___ Provided entries ___
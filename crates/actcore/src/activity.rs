use crate::{ActivityError, ActivityExecutionResult, ExecutionContext, Value, Variables};
use async_trait::async_trait;
use serde::de::DeserializeOwned;
use serde::{Deserialize, Serialize};
use std::collections::HashMap;
use std::fmt;
use std::marker::PhantomData;

pub type ActivityId = String;

/// Behaviour shared by every kind of activity.
///
/// Implementations hold no per-node data; everything a node owns lives on
/// [`Activity`] and is handed to the behaviour through an [`ActivityFrame`].
#[async_trait]
pub trait ActivityBehavior: Send + Sync {
    /// Run the activity for the first time in a workflow run
    async fn execute(
        &self,
        frame: &mut ActivityFrame<'_>,
        ctx: &mut ExecutionContext<'_>,
    ) -> Result<ActivityExecutionResult, ActivityError>;

    /// Continue an activity that previously halted. Defaults to re-running `execute`.
    async fn resume(
        &self,
        frame: &mut ActivityFrame<'_>,
        ctx: &mut ExecutionContext<'_>,
    ) -> Result<ActivityExecutionResult, ActivityError> {
        self.execute(frame, ctx).await
    }
}

/// Implemented by activity kinds that declare their own type name, so callers
/// can resolve them without spelling the string.
pub trait NamedActivity {
    const TYPE_NAME: &'static str;
}

/// The mutable parts of an activity visible to its behaviour during a run
pub struct ActivityFrame<'a> {
    pub id: &'a str,
    pub state: &'a mut ActivityState,
    pub output: &'a mut Variables,
}

/// Runtime node of a workflow graph
pub struct Activity {
    id: ActivityId,
    type_name: String,
    state: ActivityState,
    output: Variables,
    variables: Variables,
    behavior: Box<dyn ActivityBehavior>,
}

impl Activity {
    pub fn new(type_name: impl Into<String>, behavior: Box<dyn ActivityBehavior>) -> Self {
        Self {
            id: String::new(),
            type_name: type_name.into(),
            state: ActivityState::default(),
            output: Variables::new(),
            variables: Variables::new(),
            behavior,
        }
    }

    pub fn id(&self) -> &str {
        &self.id
    }

    pub fn set_id(&mut self, id: impl Into<ActivityId>) {
        self.id = id.into();
    }

    pub fn type_name(&self) -> &str {
        &self.type_name
    }

    pub fn state(&self) -> &ActivityState {
        &self.state
    }

    pub fn state_mut(&mut self) -> &mut ActivityState {
        &mut self.state
    }

    pub fn set_state(&mut self, state: ActivityState) {
        self.state = state;
    }

    /// Values this activity produced. Private to the node; other nodes only see
    /// them when an engine or expression routes them explicitly.
    pub fn output(&self) -> &Variables {
        &self.output
    }

    pub fn output_mut(&mut self) -> &mut Variables {
        &mut self.output
    }

    /// Node-local scope, fixed at design time
    pub fn variables(&self) -> &Variables {
        &self.variables
    }

    pub fn set_variables(&mut self, variables: Variables) {
        self.variables = variables;
    }

    pub async fn execute(
        &mut self,
        ctx: &mut ExecutionContext<'_>,
    ) -> Result<ActivityExecutionResult, ActivityError> {
        let (behavior, mut frame) = self.split();
        behavior.execute(&mut frame, ctx).await
    }

    pub async fn resume(
        &mut self,
        ctx: &mut ExecutionContext<'_>,
    ) -> Result<ActivityExecutionResult, ActivityError> {
        let (behavior, mut frame) = self.split();
        behavior.resume(&mut frame, ctx).await
    }

    fn split(&mut self) -> (&dyn ActivityBehavior, ActivityFrame<'_>) {
        let Activity {
            id,
            state,
            output,
            behavior,
            ..
        } = self;
        (
            &**behavior,
            ActivityFrame {
                id: id.as_str(),
                state,
                output,
            },
        )
    }
}

impl fmt::Debug for Activity {
    fn fmt(&self, f: &mut fmt::Formatter<'_>) -> fmt::Result {
        f.debug_struct("Activity")
            .field("id", &self.id)
            .field("type_name", &self.type_name)
            .field("state", &self.state)
            .field("output", &self.output)
            .field("variables", &self.variables)
            .finish_non_exhaustive()
    }
}

/// Schema-less state bag owned by one activity
#[derive(Debug, Clone, Default, PartialEq, Serialize, Deserialize)]
#[serde(transparent)]
pub struct ActivityState {
    entries: HashMap<String, Value>,
}

impl ActivityState {
    /// Deep-copy a declared state blob.
    pub fn from_blob(blob: &serde_json::Map<String, serde_json::Value>) -> Self {
        Self {
            entries: blob
                .iter()
                .map(|(k, v)| (k.clone(), Value::from_json(v.clone())))
                .collect(),
        }
    }

    pub fn get_raw(&self, key: &str) -> Option<&Value> {
        self.entries.get(key)
    }

    pub fn set_raw(&mut self, key: impl Into<String>, value: Value) {
        self.entries.insert(key.into(), value);
    }

    pub fn remove(&mut self, key: &str) -> Option<Value> {
        self.entries.remove(key)
    }

    pub fn len(&self) -> usize {
        self.entries.len()
    }

    pub fn is_empty(&self) -> bool {
        self.entries.is_empty()
    }

    /// Typed read. `Ok(None)` when the key is absent or null.
    pub fn get<T: DeserializeOwned>(&self, key: &str) -> Result<Option<T>, ActivityError> {
        match self.entries.get(key) {
            None | Some(Value::Null) => Ok(None),
            Some(value) => serde_json::from_value(value.to_json())
                .map(Some)
                .map_err(|e| ActivityError::InvalidState {
                    key: key.to_string(),
                    reason: e.to_string(),
                }),
        }
    }

    pub fn set<T: Serialize>(&mut self, key: impl Into<String>, value: &T) -> Result<(), ActivityError> {
        let key = key.into();
        let json = serde_json::to_value(value).map_err(|e| ActivityError::InvalidState {
            key: key.clone(),
            reason: e.to_string(),
        })?;
        self.entries.insert(key, Value::from_json(json));
        Ok(())
    }
}

/// Strongly-typed view of one key in an [`ActivityState`].
///
/// Activity kinds declare these as constants, e.g.
/// `const VALUE: StateProperty<WorkflowExpression> = StateProperty::new("valueExpression");`
pub struct StateProperty<T> {
    key: &'static str,
    _marker: PhantomData<fn() -> T>,
}

impl<T> StateProperty<T> {
    pub const fn new(key: &'static str) -> Self {
        Self {
            key,
            _marker: PhantomData,
        }
    }

    pub fn key(&self) -> &'static str {
        self.key
    }
}

impl<T: Serialize + DeserializeOwned> StateProperty<T> {
    pub fn get(&self, state: &ActivityState) -> Result<Option<T>, ActivityError> {
        state.get(self.key)
    }

    pub fn require(&self, state: &ActivityState) -> Result<T, ActivityError> {
        self.get(state)?
            .ok_or_else(|| ActivityError::MissingState(self.key.to_string()))
    }

    pub fn set(&self, state: &mut ActivityState, value: &T) -> Result<(), ActivityError> {
        state.set(self.key, value)
    }
}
___
**Work item:** Return each line above where the word "ActivityId" shows up.

**Output for this task:**
pub type ActivityId = String;
    id: ActivityId,
    pub fn set_id(&mut self, id: impl Into<ActivityId>) {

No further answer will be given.